*** Supplied material Section Begins ***

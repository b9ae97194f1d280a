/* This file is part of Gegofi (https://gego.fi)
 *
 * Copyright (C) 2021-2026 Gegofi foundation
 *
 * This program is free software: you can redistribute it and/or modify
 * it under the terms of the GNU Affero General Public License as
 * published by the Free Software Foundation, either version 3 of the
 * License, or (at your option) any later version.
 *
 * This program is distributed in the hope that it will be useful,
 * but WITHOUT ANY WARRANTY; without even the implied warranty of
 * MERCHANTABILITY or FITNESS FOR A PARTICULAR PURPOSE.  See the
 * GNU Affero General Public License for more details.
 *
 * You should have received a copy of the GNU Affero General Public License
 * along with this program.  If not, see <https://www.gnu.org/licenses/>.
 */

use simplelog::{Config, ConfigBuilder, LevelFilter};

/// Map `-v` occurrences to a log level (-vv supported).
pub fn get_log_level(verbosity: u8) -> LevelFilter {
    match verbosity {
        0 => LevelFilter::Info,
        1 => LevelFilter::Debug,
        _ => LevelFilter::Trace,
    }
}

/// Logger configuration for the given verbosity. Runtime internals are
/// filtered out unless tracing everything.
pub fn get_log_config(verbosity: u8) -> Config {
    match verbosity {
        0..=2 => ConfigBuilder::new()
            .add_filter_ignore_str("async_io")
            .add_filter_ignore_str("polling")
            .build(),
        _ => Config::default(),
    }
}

*** Supplied material Section Ends ***

**Work to be completed:**
The entries must all be transcribed exactly.

**Written reply:**
repository b9ae97194f1d280a
/* This file is part of Gegofi (https://gego.fi)
 *
 * Copyright (C) 2021-2026 Gegofi foundation
 *
 * This program is free software: you can redistribute it and/or modify
 * it under the terms of the GNU Affero General Public License as
 * published by the Free Software Foundation, either version 3 of the
 * License, or (at your option) any later version.
 *
 * This program is distributed in the hope that it will be useful,
 * but WITHOUT ANY WARRANTY; without even the implied warranty of
 * MERCHANTABILITY or FITNESS FOR A PARTICULAR PURPOSE.  See the
 * GNU Affero General Public License for more details.
 *
 * You should have received a copy of the GNU Affero General Public License
 * along with this program.  If not, see <https://www.gnu.org/licenses/>.
 */

use simplelog::{Config, ConfigBuilder, LevelFilter};

/// Map `-v` occurrences to a log level (-vv supported).
pub fn get_log_level(verbosity: u8) -> LevelFilter {
    match verbosity {
        0 => LevelFilter::Info,
        1 => LevelFilter::Debug,
        _ => LevelFilter::Trace,
    }
}

/// Logger configuration for the given verbosity. Runtime internals are
/// filtered out unless tracing everything.
pub fn get_log_config(verbosity: u8) -> Config {
    match verbosity {
        0..=2 => ConfigBuilder::new()
            .add_filter_ignore_str("async_io")
            .add_filter_ignore_str("polling")
            .build(),
        _ => Config::default(),
    }
}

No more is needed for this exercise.